On the second of this month, Mr. Frank Schulter returning here from Castroville, passed a man, accompanied by (as he thought) a yellow boy, traveling in a contrary direction. Both seemed to be well mounted and armed. At the time he observed nothing unusual in the appearance of the travellers, but, on coming to San Antonio he accidentally lighted on an advertisement offering a reward for the recovery of a runaway mulatto. It immediately struck him that the youngest traveller was the mulatto in question; he accordingly returned, accompanied by another man and over took the parties near the town of D’hanis. The supposed boy was lying down while the man was engaged at some little distance in staking the horses. Upon questioning the latter about the mulatto, he gave varying and conflicting accounts, saying at one time that the boy was his own property, and at another, that he had merely hired him, and that he was proceeding to some property which he had lately purchased, with the view of settling there. In this state of matters, Mr. Schulter apprehended the couple and took them to the town of D’hanis which was not far distant. Having lodged them there, his perplexity was doubtless not a little increased by the fact that the supposed boy shortly gave birth to a fine male child. The delay occasioned by this circumstance afforded the male prisoner an opportunity of escaping, which he took advantage of, carrying with him the animal he himself rode, a sorrel mare, and a black horse which had been ridden by the mulatto, together with the baggage which was strapped on the horse of the latter.

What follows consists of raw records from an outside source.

//! Benchmarking module for the bitonic tour solver.
//!
//! Times the O(n^2) fill over deterministic random instances of growing
//! size, collects per-size statistics, and exports results.

use crate::error::Result;
use crate::points::PointSet;
use crate::solver::BitonicSolver;

use serde::{Deserialize, Serialize};
use std::fs::File;
use std::path::Path;

/// Result of solving a single random instance
#[derive(Debug, Clone, Serialize, Deserialize)]
pub struct RunResult {
    /// Number of points
    pub size: usize,
    /// Seed the instance was generated from
    pub seed: u64,
    /// Optimal bitonic tour length
    pub length: f64,
    /// Computation time in seconds
    pub time: f64,
}

/// Aggregated statistics for one instance size
#[derive(Debug, Clone, Serialize, Deserialize)]
pub struct SizeStatistics {
    pub size: usize,
    pub runs: usize,
    pub avg_time: f64,
    pub min_time: f64,
    pub max_time: f64,
    pub std_time: f64,
    pub avg_length: f64,
}

/// Benchmark configuration
#[derive(Debug, Clone)]
pub struct BenchmarkConfig {
    /// Instance sizes to solve
    pub sizes: Vec<usize>,
    /// Number of random instances per size
    pub runs: usize,
    /// Base seed; run r of size s uses seed `base + r`
    pub seed: u64,
    /// Side length of the square the points are drawn from
    pub extent: f64,
}

impl Default for BenchmarkConfig {
    fn default() -> Self {
        BenchmarkConfig {
            sizes: vec![10, 50, 100, 250],
            runs: 5,
            seed: 42,
            extent: 1000.0,
        }
    }
}

/// Benchmarking engine
pub struct Benchmark {
    config: BenchmarkConfig,
    results: Vec<RunResult>,
}

impl Benchmark {
    pub fn new(config: BenchmarkConfig) -> Self {
        Benchmark {
            config,
            results: Vec::new(),
        }
    }

    /// Solve every configured (size, run) pair, recording lengths and times.
    pub fn run(&mut self) -> Result<()> {
        for &size in &self.config.sizes.clone() {
            log::info!("benchmarking size {}", size);

            for run in 0..self.config.runs {
                let seed = self.config.seed + run as u64;
                let points = PointSet::random(size, seed, self.config.extent);
                let solution = BitonicSolver::new(&points).solve()?;

                self.results.push(RunResult {
                    size,
                    seed,
                    length: solution.length,
                    time: solution.computation_time,
                });
            }
        }
        Ok(())
    }

    /// Per-size aggregates, in increasing size order.
    pub fn compute_statistics(&self) -> Vec<SizeStatistics> {
        let mut statistics = Vec::new();

        for &size in &self.config.sizes {
            let runs: Vec<&RunResult> = self.results.iter().filter(|r| r.size == size).collect();
            if runs.is_empty() {
                continue;
            }

            let times: Vec<f64> = runs.iter().map(|r| r.time).collect();
            let avg_time = times.iter().sum::<f64>() / times.len() as f64;
            let min_time = times.iter().cloned().fold(f64::INFINITY, f64::min);
            let max_time = times.iter().cloned().fold(0.0, f64::max);
            let variance = times
                .iter()
                .map(|t| (t - avg_time).powi(2))
                .sum::<f64>()
                / times.len() as f64;
            let avg_length =
                runs.iter().map(|r| r.length).sum::<f64>() / runs.len() as f64;

            statistics.push(SizeStatistics {
                size,
                runs: runs.len(),
                avg_time,
                min_time,
                max_time,
                std_time: variance.sqrt(),
                avg_length,
            });
        }

        statistics
    }

    /// Export raw results to CSV
    pub fn export_to_csv<P: AsRef<Path>>(&self, path: P) -> std::io::Result<()> {
        let file = File::create(path)?;
        let mut writer = csv::Writer::from_writer(file);

        for result in &self.results {
            writer.serialize(result)?;
        }

        writer.flush()?;
        Ok(())
    }

    /// Generate summary report
    pub fn generate_report(&self) -> String {
        let mut report = String::new();

        report.push_str("========================================\n");
        report.push_str("     Bitonic Tour Benchmark Report\n");
        report.push_str("========================================\n\n");
        report.push_str(&format!(
            "{:<8} {:>6} {:>12} {:>12} {:>12} {:>14}\n",
            "Size", "Runs", "Avg Time", "Min Time", "Max Time", "Avg Length"
        ));
        report.push_str("-".repeat(68).as_str());
        report.push('\n');

        for stat in self.compute_statistics() {
            report.push_str(&format!(
                "{:<8} {:>6} {:>12.4} {:>12.4} {:>12.4} {:>14.2}\n",
                stat.size, stat.runs, stat.avg_time, stat.min_time, stat.max_time, stat.avg_length
            ));
        }

        report.push_str("-".repeat(68).as_str());
        report.push('\n');

        report
    }

    /// Get all results
    pub fn results(&self) -> &[RunResult] {
        &self.results
    }
}
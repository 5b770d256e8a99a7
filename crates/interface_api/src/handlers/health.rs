//! Health check handlers

use axum::{extract::State, Json};
use infra_db::Database;
use serde::Serialize;
use std::sync::Arc;

#[derive(Debug, Serialize)]
pub struct PingResponse {
    pub response: &'static str,
}

/// Liveness check
///
/// Only requires the database manager to be wired in; no query is issued, so
/// per-request data errors never fail it.
pub async fn ping(State(_database): State<Arc<Database>>) -> Json<PingResponse> {
    Json(PingResponse { response: "pong" })
}
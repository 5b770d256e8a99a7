//! Database error types
//!
//! This module defines the single error kind of the data layer. Engine
//! construction failures, use of a manager that is not (or no longer)
//! initialized, pool exhaustion and failures raised while a session runs all
//! surface as a [`DatabaseError`].

use thiserror::Error;

/// Errors that can occur in the database access layer
#[derive(Debug, Error)]
pub enum DatabaseError {
    /// The pooled engine could not be built from the settings
    #[error("Failed to create database engine: {0}")]
    EngineCreation(String),

    /// A session was requested from a manager that is not usable
    #[error("Database is not initialized")]
    NotInitialized,

    /// Failed to establish a database connection
    #[error("Failed to connect to database: {0}")]
    ConnectionFailed(String),

    /// No connection became available within the pool timeout
    #[error("Connection pool exhausted")]
    PoolExhausted,

    /// Commit or rollback of the session transaction failed
    #[error("Transaction failed: {0}")]
    TransactionFailed(String),

    /// Query execution failed
    #[error("Query failed: {0}")]
    QueryFailed(String),

    /// Entity not found in database
    #[error("Entity not found: {0}")]
    NotFound(String),

    /// Unique constraint violation
    #[error("Duplicate entry: {0}")]
    DuplicateEntry(String),

    /// Foreign key constraint violation
    #[error("Foreign key violation: {0}")]
    ForeignKeyViolation(String),

    /// Check constraint violation
    #[error("Constraint violation: {0}")]
    ConstraintViolation(String),

    /// Value rejected by the column type, e.g. an unknown enum label
    #[error("Invalid value: {0}")]
    InvalidValue(String),
}

impl DatabaseError {
    /// Creates a not found error for a specific table and identifier
    ///
    /// # Example
    ///
    /// ```rust
    /// use infra_db::DatabaseError;
    ///
    /// let error = DatabaseError::not_found("brands", "4f1c");
    /// assert!(error.to_string().contains("brands"));
    /// ```
    pub fn not_found(table: &str, id: impl std::fmt::Display) -> Self {
        DatabaseError::NotFound(format!("{} with id '{}' not found", table, id))
    }

    /// Checks if this error indicates a record was not found
    pub fn is_not_found(&self) -> bool {
        matches!(self, DatabaseError::NotFound(_))
    }

    /// Checks if this error is a constraint violation
    pub fn is_constraint_violation(&self) -> bool {
        matches!(
            self,
            DatabaseError::DuplicateEntry(_)
                | DatabaseError::ForeignKeyViolation(_)
                | DatabaseError::ConstraintViolation(_)
        )
    }

    /// Checks if this error is a connection-related issue
    pub fn is_connection_error(&self) -> bool {
        matches!(
            self,
            DatabaseError::ConnectionFailed(_) | DatabaseError::PoolExhausted
        )
    }
}

/// Maps SQLx errors to the matching DatabaseError variant
///
/// Database errors are classified by their PostgreSQL SQLSTATE code.
impl From<&sqlx::Error> for DatabaseError {
    fn from(error: &sqlx::Error) -> Self {
        match error {
            sqlx::Error::RowNotFound => DatabaseError::NotFound("Record not found".to_string()),
            sqlx::Error::PoolTimedOut => DatabaseError::PoolExhausted,
            sqlx::Error::PoolClosed => DatabaseError::NotInitialized,
            sqlx::Error::Io(_) | sqlx::Error::Tls(_) => {
                DatabaseError::ConnectionFailed(error.to_string())
            }
            sqlx::Error::Configuration(_) => DatabaseError::EngineCreation(error.to_string()),
            sqlx::Error::Database(db_err) => {
                // https://www.postgresql.org/docs/current/errcodes-appendix.html
                let message = db_err.message().to_string();
                match db_err.code().as_deref() {
                    Some("23505") => DatabaseError::DuplicateEntry(message),
                    Some("23503") => DatabaseError::ForeignKeyViolation(message),
                    Some("23514") | Some("23502") => DatabaseError::ConstraintViolation(message),
                    Some("22P02") => DatabaseError::InvalidValue(message),
                    _ => DatabaseError::QueryFailed(message),
                }
            }
            _ => DatabaseError::QueryFailed(error.to_string()),
        }
    }
}

impl From<sqlx::Error> for DatabaseError {
    fn from(error: sqlx::Error) -> Self {
        DatabaseError::from(&error)
    }
}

The mother and child have been brought here and are in charge of one of our citizens; she is described (now that she has got rid of her male habiliments) as being a remarkably good looking mulatto girl of about nineteen years of age. She says that the man who was with her, called himself Peter Dreish, and she believed him to be an American. He is old, apparently about sixty, has gray hair and a very long gray beard. It appears that they had been asking the way to Mexico, so that since November of last year they have been making their way this length, and now that the promised land was almost in view, after all his toils and all his dangers, the old sinner must have felt it extremely annoying to have his dream of fancied security so rudely dispelled. We abstain from further particulars, as the advertisement furnishes them. It is probable the man may yet be apprehended; if so, it will go hard with him.